At present, it is shown that the disease is associated with circulating immune complexes in the body, containing the pathogen antigen and thus are the most toxic. Since the action of immune complexes associated increase in vascular permeability, vasculitis, etc.

Septic (bacterial) Endocarditis

By the nature of the flow divided into: Acute, up to 2 weeks; Subacute, up to 3 months; The protracted, lasting months or years.

Presence or absence of underlying disease are divided into:

Arising on intact valves - primary septic endocarditis (20-30% of cases).

Evolving in the modified (perverse) valves - secondary bacterial endocarditis (in 70-80% of cases, often against a background of rheumatic heart disease).

Pathological anatomy of septic endocarditis

Heart. In 75% of the cases affects the aortic valve (alone or in combination with mitral and others). On the valve there is polypous-ulcerative endocarditis. On the surface of the ulcer is formed thrombus. Often calcification occurs (post necrotic calcification).    The newly formed connective tissue deforms the wing valves and forms a heart defect. In the interstitial tissue infarction are found nodules (granulomas) develop myocarditis.

In the vascular system, particularly in the microvasculature are visible alterative, productive change: plazmorragiya and fibrinoid necrosis of endo-and perivasculities with the growth of connective tissue around the vessel. Inflammatory changes lead to the formation of aneurysms and their subsequent rupture. Especially dangerous aneurysm in the brain.

Septic pulpous-ulcerative endocarditis, the aortic valve.

Bacterial endocarditis. Are degraded vegetation, damaging the free edge of the mitral valve.

Pathological anatomy of septic endocarditis

The spleen is enlarged with infarcts of various limitations, as the spleen is affected first. Symptoms of hypersplenism: leucocytopenia, thrombocytopenia, and anemia.

Light struck a third of patients in the form of a heart attack (pulmonary embolism), pneumonia, pulmonary vasculitis, which manifests itself nonspecific pneumonia.

Kidneys. It often occurs as immunocomplex glomerulonephritis (hematuria, proteinuria. Cylindruria, hypertension, edema).

In the brain, heart attacks occur both on the grounds of thromboembolism and hemorrhage due to aneurysm rupture. In all patients, an infectious-toxic encephalopathia: headache, lethargy, and insomnia occurs.

Peripheral symptoms of septic endocarditis

The appearance of petechiae in the field squeezing of the skin. Petechiae in the conjunctiva of the eye from the inner corner of the

lower eyelid. Osler nodules (a manifestation of septic vasculitis) - painful thickening

on the palmar surface of the brush from the millet seed to a pea. Drumsticks (thickening of the phalanges) due to the soft tissues -

the proliferation of connective tissue, swelling of the periosteum. Hemorrhages in the skin (Janeway spots). Jaundice (hemolytic).

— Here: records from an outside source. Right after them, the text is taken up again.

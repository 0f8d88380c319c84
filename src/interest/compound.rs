use rust_decimal::prelude::ToPrimitive;
use rust_decimal::{Decimal, MathematicalOps};
use serde::{Deserialize, Serialize};
use tracing::debug;

use crate::decimal::{Money, Rate};
use crate::errors::{LedgerError, Result};
use crate::interest::{checked, validate_terms};

/// compounding frequency
#[derive(Debug, Clone, Copy, PartialEq, Eq, Serialize, Deserialize, Default)]
pub enum CompoundingFrequency {
    Daily,
    Weekly,
    #[default]
    Monthly,
    Quarterly,
    SemiAnnual,
    Annual,
}

impl CompoundingFrequency {
    /// get number of compounding periods per year
    pub fn periods_per_year(&self) -> u32 {
        match self {
            CompoundingFrequency::Daily => 365,
            CompoundingFrequency::Weekly => 52,
            CompoundingFrequency::Monthly => 12,
            CompoundingFrequency::Quarterly => 4,
            CompoundingFrequency::SemiAnnual => 2,
            CompoundingFrequency::Annual => 1,
        }
    }
}

/// compound interest: P × (1 + r/n)^(n×t) − P, with t in years
pub fn compound_interest(
    principal: Money,
    annual_rate: Rate,
    term_months: u32,
    frequency: CompoundingFrequency,
) -> Result<Money> {
    validate_terms(principal, annual_rate, term_months)?;
    debug!(%principal, %annual_rate, term_months, ?frequency, "calculating compound interest");

    if annual_rate.is_zero() {
        return Ok(Money::ZERO);
    }

    let n = Decimal::from(frequency.periods_per_year());
    let base = Decimal::ONE + annual_rate.as_decimal() / n;
    let periods = n * Decimal::from(term_months) / Decimal::from(12);

    // whole periods stay on exact integer powers
    let factor = if periods.fract().is_zero() {
        let whole = periods
            .to_u64()
            .ok_or_else(|| LedgerError::invalid_argument("compounding periods out of range"))?;
        checked(base.checked_powu(whole), "compound factor")?
    } else {
        checked(base.checked_powd(periods), "compound factor")?
    };

    let amount = checked(principal.as_decimal().checked_mul(factor), "compound amount")?;
    Ok(Money::from_decimal(amount - principal.as_decimal()))
}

Frequent thromboembolic complications. If you take multiple thromboembolism in nature, this process is called thromboembolic syndrome.

Chroniosepsis Characterized by long-term healing septic focus.Outbreaks can be in carious teeth, tonsils, purulent

non-healing wounds.  Proceeds from long-term intoxication, which leads

to amyloidosis, and exhaustion. Changes in organs and tissues are atrophic in

nature. Patients can remain for a long time, a satisfactory

state of health. However, without proper treatment of the disease inevitably leads to death.

Amyloidosis of spleen (sago spleen).

Amyloidosis spleen. Much of the follicles replaced by amyloid.

Renal amyloidosis. Amyloid in the glomerular capillary.